Я как раз в это время возвращался из сержантской столовой, поэтому начал проявлять живой интерес к происходящему. А в следующий момент было уже две кучи дерущихся там, где только что была одна. Короче, под конец этого базара – а это была схватка что надо, доложу вам, – Тэдди Кумбз с десятком новобранцев сидели на одном из этих ебаных героев, а я, еще с десятком, – на другом; и когда уже не было других звуков, кроме громкого дыхания, появились двое из военной полиции и полюбопытствовали, с чего бы это, так вас и эдак, такой шум. Поверите? Эти два пидора все это время стояли под дверью, но все ссали зайти, пока все не закончилось, и у них появилась уверенность, что они уже не нужны. Конечно, на этом все было кончено, однако потребовалась небольшая армия, чтобы заставить двух этих ланкаширских придурков помириться. Хороша была парочка. Когда, утерев с лица пот, я овладел ситуацией, первое, что попалось мне на глаза, был сидящий на своей койке Берн. Сидит тише воды ниже травы и папироску курит, и с таким видом, мол, как же все это дурно пахнет.

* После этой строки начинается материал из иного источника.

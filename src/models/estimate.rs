//! Cost estimate models
//!
//! The cost estimation service returns a point estimate with an optional
//! 95% confidence interval. Keys arrive in camelCase from the web client and
//! in snake_case from the estimator itself; both are accepted.

use serde::{Deserialize, Serialize};
use std::fmt;

use super::affordability::AffordabilityStatus;
use super::money::Money;
use super::raw::{json_kind, optional, require, RawValue};
use crate::error::{AgentError, AgentResult};

/// An estimate as received, before validation
#[derive(Debug, Clone, Default, PartialEq, Serialize, Deserialize)]
#[serde(rename_all = "camelCase")]
pub struct EstimateInput {
    #[serde(default, alias = "estimated_price", skip_serializing_if = "Option::is_none")]
    pub estimated_price: Option<RawValue>,
    #[serde(default, alias = "ci_lower", skip_serializing_if = "Option::is_none")]
    pub ci_lower: Option<RawValue>,
    #[serde(default, alias = "ci_upper", skip_serializing_if = "Option::is_none")]
    pub ci_upper: Option<RawValue>,
    #[serde(default, alias = "project_location", skip_serializing_if = "Option::is_none")]
    pub project_location: Option<String>,
    #[serde(default, alias = "flat_type", skip_serializing_if = "Option::is_none")]
    pub flat_type: Option<String>,
}

impl EstimateInput {
    /// Validate into a typed estimate
    pub fn resolve(&self) -> AgentResult<PriceEstimate> {
        let estimated_price =
            require(&self.estimated_price, "estimatedPrice")?.to_money("estimatedPrice")?;
        let ci_lower = optional(&self.ci_lower)
            .map(|v| v.to_money("ciLower"))
            .transpose()?;
        let ci_upper = optional(&self.ci_upper)
            .map(|v| v.to_money("ciUpper"))
            .transpose()?;

        if let (Some(lo), Some(hi)) = (ci_lower, ci_upper) {
            if lo > hi {
                return Err(AgentError::invalid(
                    "ciLower",
                    format!("lower bound {} exceeds upper bound {}", lo, hi),
                ));
            }
        }

        Ok(PriceEstimate {
            estimated_price,
            ci_lower,
            ci_upper,
            project_location: self.project_location.clone(),
            flat_type: self.flat_type.clone(),
        })
    }
}

/// One value of an estimate batch, kept even when it is not an estimate object
#[derive(Debug, Clone, PartialEq, Serialize, Deserialize)]
#[serde(untagged)]
pub enum EstimateEntry {
    Estimate(EstimateInput),
    Malformed(serde_json::Value),
}

impl EstimateEntry {
    pub fn resolve(&self) -> AgentResult<PriceEstimate> {
        match self {
            Self::Estimate(input) => input.resolve(),
            Self::Malformed(value) => Err(malformed_estimate(value)),
        }
    }
}

impl From<EstimateInput> for EstimateEntry {
    fn from(input: EstimateInput) -> Self {
        Self::Estimate(input)
    }
}

fn malformed_estimate(value: &serde_json::Value) -> AgentError {
    let text_fields = ["projectLocation", "project_location", "flatType", "flat_type"];
    for key in text_fields {
        if let Some(v) = value.get(key).filter(|v| !v.is_string() && !v.is_null()) {
            return AgentError::invalid(key, format!("expected a string, got {}", json_kind(v)));
        }
    }
    AgentError::invalid(
        "estimate",
        format!("expected an object with an estimatedPrice, got {}", json_kind(value)),
    )
}

/// A validated price estimate
#[derive(Debug, Clone, PartialEq, Eq, Serialize, Deserialize)]
pub struct PriceEstimate {
    pub estimated_price: Money,
    pub ci_lower: Option<Money>,
    pub ci_upper: Option<Money>,
    pub project_location: Option<String>,
    pub flat_type: Option<String>,
}

impl PriceEstimate {
    pub fn new(estimated_price: Money) -> Self {
        Self {
            estimated_price,
            ci_lower: None,
            ci_upper: None,
            project_location: None,
            flat_type: None,
        }
    }

    pub fn with_interval(mut self, lower: Option<Money>, upper: Option<Money>) -> Self {
        self.ci_lower = lower;
        self.ci_upper = upper;
        self
    }
}

/// How confident the verdict is, given the estimate's interval
#[derive(Debug, Clone, Copy, PartialEq, Eq, Hash, Serialize, Deserialize)]
#[serde(rename_all = "snake_case")]
pub enum Confidence {
    LikelyAffordable,
    LikelyUnaffordable,
    Borderline,
    Unknown,
}

impl fmt::Display for Confidence {
    fn fmt(&self, f: &mut fmt::Formatter<'_>) -> fmt::Result {
        match self {
            Self::LikelyAffordable => write!(f, "likely affordable"),
            Self::LikelyUnaffordable => write!(f, "likely unaffordable"),
            Self::Borderline => write!(f, "borderline"),
            Self::Unknown => write!(f, "unknown"),
        }
    }
}

/// Budget judged against one estimate
#[derive(Debug, Clone, PartialEq, Eq, Serialize)]
pub struct EstimateAssessment {
    pub affordability_status: AffordabilityStatus,
    pub shortfall: Money,
    /// Budget minus estimated price; negative when the estimate is out of reach
    pub margin_vs_estimate: Money,
    pub confidence: Confidence,
    pub explanation: String,
}

/// An estimate that could not be judged
#[derive(Debug, Clone, PartialEq, Eq, Serialize)]
pub struct EstimateFailure {
    pub affordability_status: &'static str,
    pub confidence: Confidence,
    pub error: String,
    #[serde(skip_serializing_if = "Option::is_none")]
    pub field: Option<String>,
}

impl EstimateFailure {
    pub fn from_error(err: &AgentError) -> Self {
        Self {
            affordability_status: "error",
            confidence: Confidence::Unknown,
            error: err.to_string(),
            field: err.field().map(str::to_string),
        }
    }
}

/// Outcome for one estimate in a batch
#[derive(Debug, Clone, PartialEq, Eq, Serialize)]
#[serde(untagged)]
pub enum EstimateOutcome {
    Assessed(EstimateAssessment),
    Failed(EstimateFailure),
}

impl EstimateOutcome {
    pub fn assessment(&self) -> Option<&EstimateAssessment> {
        match self {
            Self::Assessed(a) => Some(a),
            Self::Failed(_) => None,
        }
    }
}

– В тот вечер я не брал крепостей, – удовлетворенно подтвердил Берн.
Он потягивал ром из эмалированной кружки. Котелок, крышку которого не закрывали во избежание скользких намеков, перешел к кладовщику.
– Я просто озверел, видя, что он сидит как не свой. Где ж тут, спрашивается, великий esprit de corps[20]? Ну, пидоры, погодите, говорю сам себе, имея в виду, естественно, его. Я тогда его не знал. Знаете сержанта Трента? Парень из Первого батальона. Я в столовой был как раз с ним, и он еще не знал об этой склоке, поскольку сразу пошел в главное помещение казармы просить увольнительную до полуночи понедельника, мол, хочет повидаться с женой. Ну, эти два бычка из Ланкашира, один из которых получил… короче, то, что наш медик определяет как легкое ранение мягких тканей… Хотя не таким уж легким оно оказалось бы, получи его он сам… Короче, на все воскресенье их закрыли на губе, а в понедельник, когда мы вернулись со стрельбища, отправили на рапорт к коменданту лагеря. Конвоировал их Берн. Надо было видеть, как он вел эту парочку великанов-ланкаширцев, каждый из которых мог бы запросто спрятать его в своем кармане! Им было нечего сказать, кроме того – и это было очень мудро, – что они друг другу как братья и что весь этот инцидент – чистой воды случайность. Комендант был человеком черствым и неделикатным. Он прямо спросил их, что они предпочтут: его наказание или трибунал? И опять же очень мудро они выбрали его наказание. Вы вообще не видали в жизни парочки, слаще этой, если не принимать во внимание их дурных манер. Ну, он и выдал им максимум, что мог. А это сто шестьдесят восемь часов карцера.
Их, понятно, нужно было отконвоировать в Милхарбор, и я согласовал с офицером, что конвоировать будем мы с Берном. Конечно, основная идея состояла в том, что, случись какие неприятности, он будет выкручиваться сам, а если будет тишь да гладь, то Берн и сержант Трент, ну и я, конечно, сможем устроить веселую вечеринку в Милхарборе, когда сдадим их с рук, и Берн, само собой, будет председателем. Мы, конечно, намекнули ему, что эти двое – закоренелые преступники, и он, похоже, повелся. Отправились на станцию, и тут мы с сержантом Трентом увидали в поезде двух девах, которых знали еще по Сэндби, на одну из которых Трент глаз положил…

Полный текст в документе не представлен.